In addition to creating the mystery it was also necessary to ensure his family could never be tarnished by his guilt so in the unlikely event the black boxes are found it would be necessary is is more than conceivable he would to use his avionics expertise to ensure no evidence will be found once they are decoded.
Ge Rijn,
From the previous thread:
Re: “If you (and others) are not open for this possibility anymore you (and others) act like the Catholic Church condemning Copernicus for declaring the Earth is not the center of the solar-system IMO.”
You definitely confused me with someone else. Earlier I made my position clear: it is not possible to conclude about what has happened until the crash site is found. However, to find it, one needs a working hypothesis, which has to satisfy the following:
1. Inmarsat data.
2. Radar data and/or its absence.
3. Aircraft performance limits.
4. Basic physical laws.
5. Aircraft controls.
6. Be consistent with drift/barnacle studies.
7. Be logical.
It is obvious that multiple solutions may exist, and respective terminal locations have to be screened one by one. I’ve never denied any other theories, except those, which do not satisfy the list of requirements above.
I hope now it is clear to you, who is the “Catholic Church” eager to burn Giordano Bruno… Or any other suitable candidate.
@DrBobbyUlich: “My calculations show an air speed at IGARI consistent with CI=52 at FL350.”
The ACARS position report transmitted from the airplane at 1707:29 shows flight progress data from the airplane’s own instrumentation at 5 minute intervals. At 1701:43 it reports M.819 at 34,998 ft and at 1706:43 it reports M.821 at 35,004 ft altitude.
You need to check your calculations.
@Dennis
Since you reference the deleted sim data points as essentially being incontrovertible evidence (along with beyond compelling circumstantial evidence) pointing to Zaharie’s guilt (of which I agree 100%), do those same deleted sim data points not also illuminate for you his intention? Hint: It was a one-way trip.
@Jeff
The FI report vis a vis Zaharie is a complete joke. What IS telling is how little we in fact do know about this man…Why this is still so after 30+ months is unconscionable.

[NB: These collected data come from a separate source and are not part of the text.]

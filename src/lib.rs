pub mod assignment;
pub mod config;
pub mod due_date;
pub mod export;
pub mod persistence;
pub mod source;
pub mod template;
pub mod transform;

pub use assignment::{Assignment, Priority};
pub use config::{ExportConfig, KindPaths};
pub use due_date::{Clock, DueDate, DueInstant, FixedClock, SystemClock, days_until_due};
pub use export::{ExportSummary, export_all, export_assignments};
pub use persistence::{
    ExportError, ExportResult, load_assignments_from_json, load_platforms_from_json,
    load_template, save_assignments_to_json, save_sheet_to_csv, write_json_document,
};
pub use source::{
    AssignmentSource, JsonFileSource, PlatformConfig, PlatformKind, PlatformSource,
    platform_source, scrape_all,
};
pub use template::{TemplateKind, fill_notion, fill_sheets, fill_todo};
pub use transform::{
    Bucket, NotionExport, SHEET_COLUMNS, SheetsExport, TodoExport, Transformer,
    URGENT_WITHIN_DAYS,
};
//! Chat routes: text and image+text streaming over SSE.
//!
//! Every relayed chunk becomes one `data:` event carrying
//! `{conversationId, answer}`. The stream ends with a `done` event, or with a
//! single `error` event when the turn cannot start or the upstream fails.
//!
//! `conversationId` is the upstream platform's id and only Dify sends one.
//! The internal conversation id is assigned after the stream ends, so it is
//! never part of the stream: SiliconFlow clients look it up through
//! `GET /api/conversations` and pass it back to continue the conversation.

use std::convert::Infallible;
use std::pin::Pin;
use std::sync::Arc;

use axum::extract::{Multipart, State};
use axum::response::sse::{Event, Sse};
use axum::routing::post;
use axum::{Json, Router};
use futures::Stream;
use tokio_stream::StreamExt;
use tracing::{error, info, warn};

use super::{ApiError, CallerId};
use crate::state::AppState;
use chatrelay_chat::{ChatRequest, ImageInput, TextChatPayload};
use chatrelay_core::Error;

type SseStream = Pin<Box<dyn Stream<Item = Result<Event, Infallible>> + Send>>;

/// Uploads larger than this are rejected by the multipart extractor.
const MAX_IMAGE_BYTES: usize = 10 * 1024 * 1024;

pub fn routes() -> Router<Arc<AppState>> {
    Router::new()
        .route("/chat/stream", post(stream_text))
        .route(
            "/chat/vlm/stream",
            post(stream_vlm).layer(axum::extract::DefaultBodyLimit::max(MAX_IMAGE_BYTES)),
        )
}

/// POST /api/chat/stream
async fn stream_text(
    State(state): State<Arc<AppState>>,
    CallerId(caller): CallerId,
    Json(payload): Json<TextChatPayload>,
) -> Result<Sse<SseStream>, ApiError> {
    let mut request = ChatRequest::text(
        require("appCode", &payload.app_code)?,
        require("text", &payload.text)?,
    );
    request.conversation_id = payload.conversation_id;
    request.user_id = caller;

    info!("Text chat request: app={}, user={:?}", request.app_code, caller);
    Ok(Sse::new(relay(state, request).await))
}

/// POST /api/chat/vlm/stream (multipart: appCode, text, conversationId?,
/// imageUrl?, image?)
async fn stream_vlm(
    State(state): State<Arc<AppState>>,
    CallerId(caller): CallerId,
    mut multipart: Multipart,
) -> Result<Sse<SseStream>, ApiError> {
    let mut app_code = String::new();
    let mut text = String::new();
    let mut conversation_id = None;
    let mut image_url = None;
    let mut upload = None;

    while let Some(field) = multipart
        .next_field()
        .await
        .map_err(|e| Error::InvalidRequest(format!("Malformed multipart body: {}", e)))?
    {
        let name = field.name().unwrap_or_default().to_string();
        match name.as_str() {
            "image" => {
                let content_type = field
                    .content_type()
                    .map(str::to_string)
                    .unwrap_or_else(|| "image/jpeg".into());
                let bytes = field
                    .bytes()
                    .await
                    .map_err(|e| Error::InvalidRequest(format!("Failed to read image: {}", e)))?;
                if !bytes.is_empty() {
                    upload = Some(ImageInput::Binary {
                        content_type,
                        bytes: bytes.to_vec(),
                    });
                }
            }
            "appCode" | "text" | "conversationId" | "imageUrl" => {
                let value = field
                    .text()
                    .await
                    .map_err(|e| Error::InvalidRequest(format!("Invalid field {}: {}", name, e)))?;
                match name.as_str() {
                    "appCode" => app_code = value,
                    "text" => text = value,
                    "conversationId" => conversation_id = Some(value),
                    _ => image_url = Some(value),
                }
            }
            other => warn!("Ignoring unexpected multipart field '{}'", other),
        }
    }

    let mut request = ChatRequest::text(require("appCode", &app_code)?, require("text", &text)?);
    request.conversation_id = conversation_id;
    request.user_id = caller;
    request.image = upload.or_else(|| {
        image_url
            .map(|u| u.trim().to_string())
            .filter(|u| !u.is_empty())
            .map(ImageInput::Url)
    });

    info!(
        "VLM chat request: app={}, user={:?}, image={}",
        request.app_code,
        caller,
        match &request.image {
            Some(ImageInput::Binary { bytes, .. }) => format!("upload ({} bytes)", bytes.len()),
            Some(ImageInput::Url(_)) => "url".to_string(),
            None => "none".to_string(),
        }
    );
    Ok(Sse::new(relay(state, request).await))
}

/// Start the turn and map its events onto SSE.
async fn relay(state: Arc<AppState>, request: ChatRequest) -> SseStream {
    let turn = match state.orchestrator.stream_chat(request).await {
        Ok(turn) => turn,
        Err(e) => {
            warn!("Chat turn not started: {}", e);
            return Box::pin(futures::stream::once(async move { Ok(error_event(&e)) }));
        }
    };

    let trace_id = turn.trace_id;
    let mut events = turn.events;

    Box::pin(async_stream::stream! {
        while let Some(item) = events.next().await {
            match item {
                Ok(event) => match Event::default().json_data(&event) {
                    Ok(sse) => {
                        yield Ok(sse);
                    }
                    Err(e) => error!("[{}] failed to encode event: {}", trace_id, e),
                },
                Err(e) => {
                    yield Ok(error_event(&e));
                    return;
                }
            }
        }
        yield Ok(Event::default().event("done").data("[DONE]"));
    })
}

fn error_event(e: &Error) -> Event {
    Event::default()
        .event("error")
        .data(serde_json::json!({ "error": e.to_string() }).to_string())
}

fn require(field: &str, value: &str) -> Result<String, ApiError> {
    let value = value.trim();
    if value.is_empty() {
        return Err(Error::InvalidRequest(format!("{} must not be blank", field)).into());
    }
    Ok(value.to_string())
}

And just how is the ‘ongoing’ criminal investigation undertaken by the Malaysians proceeding?
Surely they must be making great headway? What an absolute joke.
@Jeff:
Many thanks for the article. It feels I could have written that one myself :-). Stimulatng comment also. I’ll get on a few of them tomorrow.
@DennisW: That was more or less what Z had written on his T-shirt. Who would have guessed he was quoting Winston?
@Johan, Thank you!
@matt, The FI report may be a joke, but that’s only a preliminary report intended for public consumption. What I’m far more interested in is the 1,000-page confidential report prepared by the Royal Malaysian Police, which I assume to be the end product of an exhaustive and more-or-less competently conducted investigation. Note that it has been leaked numerous times, including to the Independent Group, but all of those who’ve received it so far have decided to bury it.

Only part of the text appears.